ASSIGNMENT
Give the total of lines holding the word "method" in the records below, and nothing else.

Stored data entries
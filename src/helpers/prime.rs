// ============================================================================
// Primality
// Trial division up to the integer square root
// ============================================================================

use num_bigint::BigInt;
use num_integer::Integer;
use num_traits::{Signed, ToPrimitive, Zero};

/// Check if `n` is prime.
///
/// Values below 2 are never prime. Odd candidates are trial-divided by
/// odd integers from 3 through `isqrt(n)`.
pub fn is_prime(n: i64) -> bool {
    if n < 2 {
        return false;
    }
    if n == 2 {
        return true;
    }
    if n % 2 == 0 {
        return false;
    }

    let n = n as u64;
    (3..=n.isqrt()).step_by(2).all(|divisor| n % divisor != 0)
}

/// Arbitrary-precision variant of [`is_prime`] with the same policy.
///
/// Still plain trial division: cost grows with `sqrt(n)`, so composites
/// with a small factor return quickly but a prime much past `i64` does not
/// finish in practical time.
pub fn is_prime_bigint(n: &BigInt) -> bool {
    if let Some(small) = n.to_i64() {
        return is_prime(small);
    }
    if n.is_negative() || n.is_even() {
        return false;
    }

    let limit = n.sqrt();
    let two = BigInt::from(2);
    let mut divisor = BigInt::from(3);
    while divisor <= limit {
        if (n % &divisor).is_zero() {
            return false;
        }
        divisor += &two;
    }
    true
}
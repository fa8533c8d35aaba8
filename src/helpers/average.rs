// ============================================================================
// Arithmetic Mean
// ============================================================================

use crate::numeric::{CalcError, CalcResult, Number};

/// Arithmetic mean of a sequence of numbers.
///
/// Integer inputs are summed exactly before the single true division by
/// the element count, so large integer sums do not accumulate rounding.
///
/// # Errors
/// Returns `EmptyInput` if the sequence has no elements.
///
/// # Example
/// ```
/// use calculator::helpers::calculate_average;
///
/// assert_eq!(calculate_average([1, 2, 3, 4, 5]).unwrap(), 3.0);
/// assert!(calculate_average(Vec::<i64>::new()).is_err());
/// ```
pub fn calculate_average<I>(numbers: I) -> CalcResult<f64>
where
    I: IntoIterator,
    I::Item: Into<Number>,
{
    let mut sum = Number::zero();
    let mut count: usize = 0;

    for item in numbers {
        let value: Number = item.into();
        sum = &sum + &value;
        count += 1;
    }

    if count == 0 {
        tracing::warn!("average requested over an empty sequence");
        return Err(CalcError::EmptyInput);
    }

    let mean = sum.checked_div(&Number::from(count))?;
    Ok(mean.to_f64())
}
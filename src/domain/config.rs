// ============================================================================
// Calculator Configuration
// Tuning knobs for history allocation and operation tracing
// ============================================================================

#[cfg(feature = "serde")]
use serde::{Deserialize, Serialize};

/// Default number of history slots allocated up front
pub const DEFAULT_HISTORY_CAPACITY: usize = 16;

/// Configuration for creating a [`Calculator`](super::Calculator)
#[derive(Debug, Clone, PartialEq, Eq)]
#[cfg_attr(feature = "serde", derive(Serialize, Deserialize))]
#[cfg_attr(feature = "serde", serde(default))]
pub struct CalculatorConfig {
    /// History entries to pre-allocate.
    /// Only a hint: the log grows past it as needed.
    pub history_capacity: usize,

    /// Emit a `tracing` debug event for every recorded operation
    pub trace_operations: bool,
}

impl Default for CalculatorConfig {
    fn default() -> Self {
        Self {
            history_capacity: DEFAULT_HISTORY_CAPACITY,
            trace_operations: true,
        }
    }
}

impl CalculatorConfig {
    /// Builder method: Set history pre-allocation
    pub fn with_history_capacity(mut self, capacity: usize) -> Self {
        self.history_capacity = capacity;
        self
    }

    /// Builder method: Toggle per-operation tracing
    pub fn with_trace_operations(mut self, enabled: bool) -> Self {
        self.trace_operations = enabled;
        self
    }

    /// Parse a configuration from JSON. Missing fields keep their defaults.
    #[cfg(feature = "serde")]
    pub fn from_json(json: &str) -> serde_json::Result<Self> {
        serde_json::from_str(json)
    }
}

REPLY
2